▶ EXERCISE
The expected output is an exact restatement of all the records.

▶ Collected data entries
***

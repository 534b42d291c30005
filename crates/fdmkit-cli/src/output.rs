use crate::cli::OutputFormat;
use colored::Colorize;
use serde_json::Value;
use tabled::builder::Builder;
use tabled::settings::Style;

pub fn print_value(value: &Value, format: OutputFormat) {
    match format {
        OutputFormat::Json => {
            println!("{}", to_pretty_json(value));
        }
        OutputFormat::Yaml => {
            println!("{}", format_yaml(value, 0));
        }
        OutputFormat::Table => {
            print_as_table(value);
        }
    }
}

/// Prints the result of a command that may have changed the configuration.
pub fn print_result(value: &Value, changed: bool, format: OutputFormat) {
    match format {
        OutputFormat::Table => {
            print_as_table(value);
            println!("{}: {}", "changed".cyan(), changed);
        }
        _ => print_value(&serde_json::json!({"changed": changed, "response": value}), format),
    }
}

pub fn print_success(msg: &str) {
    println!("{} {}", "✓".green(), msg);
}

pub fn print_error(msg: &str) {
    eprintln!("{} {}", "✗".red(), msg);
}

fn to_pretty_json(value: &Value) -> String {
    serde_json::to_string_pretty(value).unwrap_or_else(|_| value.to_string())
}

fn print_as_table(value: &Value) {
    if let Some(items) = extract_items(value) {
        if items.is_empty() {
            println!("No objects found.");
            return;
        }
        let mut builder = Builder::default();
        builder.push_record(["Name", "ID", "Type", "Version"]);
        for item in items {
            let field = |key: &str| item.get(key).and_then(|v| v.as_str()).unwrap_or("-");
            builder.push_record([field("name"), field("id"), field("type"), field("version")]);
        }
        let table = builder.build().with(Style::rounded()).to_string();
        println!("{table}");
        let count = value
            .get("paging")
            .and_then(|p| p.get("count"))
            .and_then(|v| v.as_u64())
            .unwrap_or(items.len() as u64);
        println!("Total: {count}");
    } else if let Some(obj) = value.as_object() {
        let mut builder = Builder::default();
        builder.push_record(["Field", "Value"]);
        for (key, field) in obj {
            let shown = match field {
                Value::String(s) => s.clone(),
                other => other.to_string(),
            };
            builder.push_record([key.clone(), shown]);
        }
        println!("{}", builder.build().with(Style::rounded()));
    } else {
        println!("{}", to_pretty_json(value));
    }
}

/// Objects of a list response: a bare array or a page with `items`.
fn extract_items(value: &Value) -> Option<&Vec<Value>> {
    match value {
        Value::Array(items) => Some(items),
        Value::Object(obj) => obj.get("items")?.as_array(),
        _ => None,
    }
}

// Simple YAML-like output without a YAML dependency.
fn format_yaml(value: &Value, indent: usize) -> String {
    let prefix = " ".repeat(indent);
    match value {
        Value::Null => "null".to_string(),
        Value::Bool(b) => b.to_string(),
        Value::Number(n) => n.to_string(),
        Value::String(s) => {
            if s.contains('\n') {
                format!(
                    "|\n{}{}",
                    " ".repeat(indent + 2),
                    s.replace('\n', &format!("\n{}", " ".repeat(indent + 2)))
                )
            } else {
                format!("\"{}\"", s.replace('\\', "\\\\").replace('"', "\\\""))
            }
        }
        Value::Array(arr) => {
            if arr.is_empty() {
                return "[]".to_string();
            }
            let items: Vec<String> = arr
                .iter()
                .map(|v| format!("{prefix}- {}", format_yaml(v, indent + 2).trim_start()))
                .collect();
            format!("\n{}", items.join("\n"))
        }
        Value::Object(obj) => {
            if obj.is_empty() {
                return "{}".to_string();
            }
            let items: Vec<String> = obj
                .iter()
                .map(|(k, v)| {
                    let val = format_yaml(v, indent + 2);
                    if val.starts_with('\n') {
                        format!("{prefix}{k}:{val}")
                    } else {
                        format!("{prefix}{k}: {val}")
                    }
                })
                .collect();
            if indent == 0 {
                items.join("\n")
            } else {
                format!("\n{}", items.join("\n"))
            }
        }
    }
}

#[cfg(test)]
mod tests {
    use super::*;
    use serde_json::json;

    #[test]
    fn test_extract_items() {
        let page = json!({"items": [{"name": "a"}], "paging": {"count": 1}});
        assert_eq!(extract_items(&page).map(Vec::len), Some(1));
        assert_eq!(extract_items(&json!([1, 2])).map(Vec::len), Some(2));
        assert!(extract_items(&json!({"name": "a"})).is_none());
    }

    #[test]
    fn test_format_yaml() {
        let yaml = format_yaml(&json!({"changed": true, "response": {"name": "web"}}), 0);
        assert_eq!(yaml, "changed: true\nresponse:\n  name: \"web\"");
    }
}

***

▶ ANSWER TO THE PROBLEM
repository 534b42d291c30005
filename crates/fdmkit-cli/src/output.rs
use crate::cli::OutputFormat;
use colored::Colorize;
use serde_json::Value;
use tabled::builder::Builder;
use tabled::settings::Style;

pub fn print_value(value: &Value, format: OutputFormat) {
    match format {
        OutputFormat::Json => {
            println!("{}", to_pretty_json(value));
        }
        OutputFormat::Yaml => {
            println!("{}", format_yaml(value, 0));
        }
        OutputFormat::Table => {
            print_as_table(value);
        }
    }
}

/// Prints the result of a command that may have changed the configuration.
pub fn print_result(value: &Value, changed: bool, format: OutputFormat) {
    match format {
        OutputFormat::Table => {
            print_as_table(value);
            println!("{}: {}", "changed".cyan(), changed);
        }
        _ => print_value(&serde_json::json!({"changed": changed, "response": value}), format),
    }
}

pub fn print_success(msg: &str) {
    println!("{} {}", "✓".green(), msg);
}

pub fn print_error(msg: &str) {
    eprintln!("{} {}", "✗".red(), msg);
}

fn to_pretty_json(value: &Value) -> String {
    serde_json::to_string_pretty(value).unwrap_or_else(|_| value.to_string())
}

fn print_as_table(value: &Value) {
    if let Some(items) = extract_items(value) {
        if items.is_empty() {
            println!("No objects found.");
            return;
        }
        let mut builder = Builder::default();
        builder.push_record(["Name", "ID", "Type", "Version"]);
        for item in items {
            let field = |key: &str| item.get(key).and_then(|v| v.as_str()).unwrap_or("-");
            builder.push_record([field("name"), field("id"), field("type"), field("version")]);
        }
        let table = builder.build().with(Style::rounded()).to_string();
        println!("{table}");
        let count = value
            .get("paging")
            .and_then(|p| p.get("count"))
            .and_then(|v| v.as_u64())
            .unwrap_or(items.len() as u64);
        println!("Total: {count}");
    } else if let Some(obj) = value.as_object() {
        let mut builder = Builder::default();
        builder.push_record(["Field", "Value"]);
        for (key, field) in obj {
            let shown = match field {
                Value::String(s) => s.clone(),
                other => other.to_string(),
            };
            builder.push_record([key.clone(), shown]);
        }
        println!("{}", builder.build().with(Style::rounded()));
    } else {
        println!("{}", to_pretty_json(value));
    }
}

/// Objects of a list response: a bare array or a page with `items`.
fn extract_items(value: &Value) -> Option<&Vec<Value>> {
    match value {
        Value::Array(items) => Some(items),
        Value::Object(obj) => obj.get("items")?.as_array(),
        _ => None,
    }
}

// Simple YAML-like output without a YAML dependency.
fn format_yaml(value: &Value, indent: usize) -> String {
    let prefix = " ".repeat(indent);
    match value {
        Value::Null => "null".to_string(),
        Value::Bool(b) => b.to_string(),
        Value::Number(n) => n.to_string(),
        Value::String(s) => {
            if s.contains('\n') {
                format!(
                    "|\n{}{}",
                    " ".repeat(indent + 2),
                    s.replace('\n', &format!("\n{}", " ".repeat(indent + 2)))
                )
            } else {
                format!("\"{}\"", s.replace('\\', "\\\\").replace('"', "\\\""))
            }
        }
        Value::Array(arr) => {
            if arr.is_empty() {
                return "[]".to_string();
            }
            let items: Vec<String> = arr
                .iter()
                .map(|v| format!("{prefix}- {}", format_yaml(v, indent + 2).trim_start()))
                .collect();
            format!("\n{}", items.join("\n"))
        }
        Value::Object(obj) => {
            if obj.is_empty() {
                return "{}".to_string();
            }
            let items: Vec<String> = obj
                .iter()
                .map(|(k, v)| {
                    let val = format_yaml(v, indent + 2);
                    if val.starts_with('\n') {
                        format!("{prefix}{k}:{val}")
                    } else {
                        format!("{prefix}{k}: {val}")
                    }
                })
                .collect();
            if indent == 0 {
                items.join("\n")
            } else {
                format!("\n{}", items.join("\n"))
            }
        }
    }
}

#[cfg(test)]
mod tests {
    use super::*;
    use serde_json::json;

    #[test]
    fn test_extract_items() {
        let page = json!({"items": [{"name": "a"}], "paging": {"count": 1}});
        assert_eq!(extract_items(&page).map(Vec::len), Some(1));
        assert_eq!(extract_items(&json!([1, 2])).map(Vec::len), Some(2));
        assert!(extract_items(&json!({"name": "a"})).is_none());
    }

    #[test]
    fn test_format_yaml() {
        let yaml = format_yaml(&json!({"changed": true, "response": {"name": "web"}}), 0);
        assert_eq!(yaml, "changed: true\nresponse:\n  name: \"web\"");
    }
}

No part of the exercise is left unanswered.